● **Information provided**
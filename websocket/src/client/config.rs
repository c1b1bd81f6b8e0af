//!
//! WebSocket client configuration options
//!

use tungstenite::protocol::WebSocketConfig as TsWebSocketConfig;

///
/// Configuration struct for the native (tungstenite) WebSocket client
///
#[derive(Clone, Debug)]
pub struct WebSocketConfig {
    /// The target minimum size of the write buffer to reach before writing the data
    /// to the underlying stream.
    /// The default value is 128 KiB.
    ///
    /// If set to `0` each message will be eagerly written to the underlying stream.
    pub write_buffer_size: usize,
    /// The max size of the write buffer in bytes. Setting this can provide backpressure
    /// in the case the write buffer is filling up due to write errors.
    /// The default value is unlimited.
    pub max_write_buffer_size: usize,
    /// The maximum size of a message. `None` means no size limit. The default value is 64 MiB.
    pub max_message_size: Option<usize>,
    /// The maximum size of a single message frame. `None` means no size limit. The limit is for
    /// frame payload NOT including the frame header. The default value is 16 MiB.
    pub max_frame_size: Option<usize>,
    /// Disable Nagle's algorithm on the underlying TCP socket.
    pub disable_nagle: bool,
}

impl Default for WebSocketConfig {
    fn default() -> Self {
        WebSocketConfig {
            write_buffer_size: 128 * 1024,
            max_write_buffer_size: usize::MAX,
            max_message_size: Some(64 << 20),
            max_frame_size: Some(16 << 20),
            disable_nagle: true,
        }
    }
}

impl From<&WebSocketConfig> for TsWebSocketConfig {
    fn from(config: &WebSocketConfig) -> Self {
        let mut ts_config = TsWebSocketConfig::default();
        ts_config.write_buffer_size = config.write_buffer_size;
        ts_config.max_write_buffer_size = config.max_write_buffer_size;
        ts_config.max_message_size = config.max_message_size;
        ts_config.max_frame_size = config.max_frame_size;
        ts_config
    }
}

● **What is being asked**
Isolate each line of the listing above that includes "underlying". Copy it.

● **Completed task**
    /// to the underlying stream.
    /// If set to `0` each message will be eagerly written to the underlying stream.
    /// Disable Nagle's algorithm on the underlying TCP socket.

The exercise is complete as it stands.